In addition to its I/O responsibilities, the service processor also helps with the marking phase of garbage collection: it retains pointers to all reachable graphs (of which there are four in the present implementation), and when garbage collection is required it directs the graph processor to mark each graph in sequence.

# 3. The Graph Memory

The NORMA graph memory is divided into two parts: the node memory, where the program graphs reside, and the mark memory, where the mark bits required for garbage collection reside. Each NORMA memory board consists of 512K words of error-corrected node memory (implemented with dynamic RAMs) and 512K bits of mark memory (implemented with static RAMs). Normal configurations contain two memory boards.

NORMA graph nodes are 64-bit words that are divided into three subparts: a 4-bit node-type field and two 30-bit fields called the left-cell and right-cell field. These cell fields are further subdivided into three parts: a 2-bit cell-type field, a 4-bit sub-type field, and a 24-bit contents field. The subdivisions are illustrated in Figure 3-1.



Node Layout Figure 3-1.

The node-type field is used to distinguish nodes of different types, e.g., nodes that represent function applications from nodes that represent list pairs.
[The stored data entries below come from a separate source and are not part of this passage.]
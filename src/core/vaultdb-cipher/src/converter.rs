//! Whole-file re-encryption of a database into a new file.

use std::path::Path;
use std::sync::Arc;

use tracing::{debug, info, warn};

use vaultdb_crypto::{same_key, DatabaseKey};

use crate::engine::{EncryptedStoreEngine, SqlCipherEngine};
use crate::error::ConversionError;
use crate::files::DatabaseFileSet;

/// Produces a copy of a database under a different key.
///
/// The source file set is never written. The destination either ends up
/// holding a complete database or does not exist at all.
#[derive(Clone)]
pub struct CipherFileConverter {
    engine: Arc<dyn EncryptedStoreEngine>,
}

impl Default for CipherFileConverter {
    fn default() -> Self {
        Self::new()
    }
}

impl CipherFileConverter {
    /// Converter over [`SqlCipherEngine`].
    pub fn new() -> Self {
        Self::with_engine(Arc::new(SqlCipherEngine::new()))
    }

    /// Converter over a custom engine.
    pub fn with_engine(engine: Arc<dyn EncryptedStoreEngine>) -> Self {
        Self { engine }
    }

    /// Exports `source_path` (opened with `source_key`) into `dest_path`
    /// keyed with `dest_key`. An absent key means plaintext on that side.
    ///
    /// # Errors
    ///
    /// - [`ConversionError::SameKey`] when both keys are equal
    /// - [`ConversionError::SourceNotFound`] when the source does not exist
    /// - [`ConversionError::Failed`] when the export fails; the destination
    ///   file set has been removed by then
    pub async fn convert(
        &self,
        source_path: &Path,
        source_key: Option<&DatabaseKey>,
        dest_path: &Path,
        dest_key: Option<&DatabaseKey>,
    ) -> Result<(), ConversionError> {
        if same_key(source_key, dest_key) {
            return Err(ConversionError::SameKey);
        }

        let source = DatabaseFileSet::new(source_path);
        if !source.main_exists().await? {
            return Err(ConversionError::SourceNotFound(
                source_path.display().to_string(),
            ));
        }

        let dest = DatabaseFileSet::new(dest_path);
        if dest.any_exists().await? {
            debug!(path = %dest_path.display(), "Removing stale conversion output");
            dest.remove().await?;
        }

        info!(
            source = %source_path.display(),
            dest = %dest_path.display(),
            encrypt = dest_key.is_some(),
            "Converting database"
        );

        let guard = DestinationGuard::new(dest.clone());

        self.engine
            .export(source_path, source_key, dest_path, dest_key)
            .await
            .inspect_err(|e| warn!(error = %e, "Database conversion failed"))?;

        // SQLite may leave a rollback journal behind for the attached file.
        dest.remove_side_files().await?;
        guard.disarm();

        Ok(())
    }
}

/// Deletes the destination file set when dropped, unless disarmed.
///
/// Covers every early return and a dropped conversion future alike.
struct DestinationGuard {
    dest: Option<DatabaseFileSet>,
}

impl DestinationGuard {
    fn new(dest: DatabaseFileSet) -> Self {
        Self { dest: Some(dest) }
    }

    fn disarm(mut self) {
        self.dest = None;
    }
}

impl Drop for DestinationGuard {
    fn drop(&mut self) {
        if let Some(dest) = self.dest.take() {
            debug!(path = %dest.main().display(), "Cleaning up partial conversion output");
            dest.remove_blocking();
        }
    }
}
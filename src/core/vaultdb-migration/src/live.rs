//! Hook for the application's open handle on the live database.

use async_trait::async_trait;
use sqlx::SqlitePool;

/// Something holding the live database open.
///
/// The manager quiesces it right before the live file set is renamed away.
/// Reopening afterwards is the caller's job.
#[async_trait]
pub trait LiveConnection: Send + Sync {
    /// Closes every connection and waits for them to be released.
    async fn quiesce(&self);
}

#[async_trait]
impl LiveConnection for SqlitePool {
    async fn quiesce(&self) {
        self.close().await;
    }
}
//! # vaultdb Storage - SQLite Backend
//!
//! Durable key-value store backing the database key slots.
//! Each store is a single SQLite file inside the data directory, kept apart
//! from the vault database it protects.

#![forbid(unsafe_code)]
#![warn(missing_docs)]

use std::path::{Path, PathBuf};

use async_trait::async_trait;
use sqlx::sqlite::{SqliteConnectOptions, SqlitePool, SqlitePoolOptions};
use tracing::{debug, info};

use vaultdb_storage::{StorageBackend, StorageError};

/// SQLite storage backend.
///
/// The store lives at `{base_path}/{name}.db`. Values are overwritten in
/// place; previous versions of a slot are never retained.
#[derive(Clone)]
pub struct SqliteBackend {
    pool: SqlitePool,
    db_path: PathBuf,
}

impl SqliteBackend {
    /// Opens or creates a key store file.
    ///
    /// # Arguments
    ///
    /// * `base_path` - Directory where the store file is kept
    /// * `name` - Store name (must match `[a-z0-9_-]+`)
    ///
    /// # Errors
    ///
    /// Returns an error if:
    /// - Store name is invalid
    /// - Directory cannot be created
    /// - Database connection fails
    pub async fn open(base_path: impl AsRef<Path>, name: &str) -> Result<Self, StorageError> {
        Self::validate_name(name)?;

        let base = base_path.as_ref();
        tokio::fs::create_dir_all(base).await.map_err(|e| {
            StorageError::ConnectionFailed(format!("failed to create directory: {e}"))
        })?;

        let db_path = base.join(format!("{name}.db"));

        debug!(store = %name, path = %db_path.display(), "Opening key store");

        let options = SqliteConnectOptions::new()
            .filename(&db_path)
            .create_if_missing(true);

        let pool = SqlitePoolOptions::new()
            .max_connections(1)
            .connect_with(options)
            .await
            .map_err(|e| StorageError::ConnectionFailed(e.to_string()))?;

        let backend = Self { pool, db_path };

        backend.migrate().await?;

        info!(store = %name, "SQLite key store ready");

        Ok(backend)
    }

    /// Path of the backing file.
    pub fn path(&self) -> &Path {
        &self.db_path
    }

    /// Closes the underlying pool.
    pub async fn close(&self) {
        self.pool.close().await;
    }

    /// Validates that a store name is safe.
    ///
    /// Only allows: lowercase letters, digits, underscore, hyphen.
    fn validate_name(name: &str) -> Result<(), StorageError> {
        if name.is_empty() {
            return Err(StorageError::InvalidInput("store name cannot be empty".into()));
        }

        if name.len() > 64 {
            return Err(StorageError::InvalidInput("store name too long".into()));
        }

        let valid = name
            .chars()
            .all(|c| c.is_ascii_lowercase() || c.is_ascii_digit() || c == '_' || c == '-');

        if !valid {
            return Err(StorageError::InvalidInput(
                "store name must match [a-z0-9_-]+".into(),
            ));
        }

        Ok(())
    }

    async fn migrate(&self) -> Result<(), StorageError> {
        sqlx::query(
            r#"
            CREATE TABLE IF NOT EXISTS kv_store (
                key        TEXT PRIMARY KEY,
                value      BLOB NOT NULL,
                updated_at INTEGER NOT NULL
            )
            "#,
        )
        .execute(&self.pool)
        .await
        .map_err(|e| StorageError::ConnectionFailed(format!("migration failed: {e}")))?;

        Ok(())
    }

    /// Returns the current Unix timestamp.
    fn now() -> i64 {
        std::time::SystemTime::now()
            .duration_since(std::time::UNIX_EPOCH)
            .map(|d| d.as_secs() as i64)
            .unwrap_or_default()
    }
}

#[async_trait]
impl StorageBackend for SqliteBackend {
    async fn get(&self, key: &str) -> Result<Option<Vec<u8>>, StorageError> {
        let row: Option<(Vec<u8>,)> = sqlx::query_as("SELECT value FROM kv_store WHERE key = ?")
            .bind(key)
            .fetch_optional(&self.pool)
            .await
            .map_err(|e| StorageError::QueryFailed(e.to_string()))?;

        Ok(row.map(|(v,)| v))
    }

    async fn put(&self, key: &str, value: &[u8]) -> Result<(), StorageError> {
        sqlx::query(
            r#"
            INSERT INTO kv_store (key, value, updated_at)
            VALUES (?, ?, ?)
            ON CONFLICT(key) DO UPDATE SET
                value = excluded.value,
                updated_at = excluded.updated_at
            "#,
        )
        .bind(key)
        .bind(value)
        .bind(Self::now())
        .execute(&self.pool)
        .await
        .map_err(|e| StorageError::QueryFailed(e.to_string()))?;

        Ok(())
    }

    async fn delete(&self, key: &str) -> Result<(), StorageError> {
        sqlx::query("DELETE FROM kv_store WHERE key = ?")
            .bind(key)
            .execute(&self.pool)
            .await
            .map_err(|e| StorageError::QueryFailed(e.to_string()))?;

        Ok(())
    }
}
The cell-type field is used to distinguish pointers from atoms. This is sufficient to distinguish among atoms and three types of pointers, which are required to support a pointer-reversing graph traversal scheme.

The sub-type field is used to further identify a cell. When a cell is an atom, this field identifies its type, e.g., number or combinator. When a cell is a pointer, this field identifies the type of the node pointed to, if known. This provides a convenient way of identifying sub-graphs that have already been evaluated.

The contents field is where actual data resides. For pointer cells, this field is interpreted as a node address. For atomic cells, the interpretation of the field depends upon the value of the sub-type field. For example, if the sub-type field indicates that a cell should be interpreted as an integer, the low-order 16 bits of the contents field are interpreted as a two's-complement integer; if the sub-type field indicates that it should be interpreted as a character, the low-order 8 bits of the contents field are interpreted as an ASCII character.

Each graph node has one mark bit associated with it. Whenever a node is read from graph memory, this bit is also read and latched into a one-bit register in the data section, where it may be examined by subsequent instructions. The mark bit may also be (concurrently) set or reset during one of these accesses; in these cases the data section register receives the old value of the mark bit.

In addition to this one-bit access, another access mode is provided for the allocator. In this mode, the mark bits of eight successive nodes (starting on any eight-node boundary) are returned as an eight-bit mark vector. The benefit of this mode is explained in Section 5, where the allocator is described.

## 4. The Graph Processor

The graph processor, where all graph transformations are actually performed, is the most significant element of NORMA; Figure 4-1 shows its main components. The major cycle time for the graph processor is 200 ns; most instructions require only one major cycle, although some require two. There are two broad classes of instructions: transfer instructions and test instructions. Every instruction carries the base address of its successor (there is no subroutine capability). For transfer instructions this base address is the actual address of the successor instruction. For test instructions, this is the address of a vector of instructions, one

of which will be selected based on the results of the tests performed. Both types of instructions will be explained more fully below. The control memory holds 2K instructions.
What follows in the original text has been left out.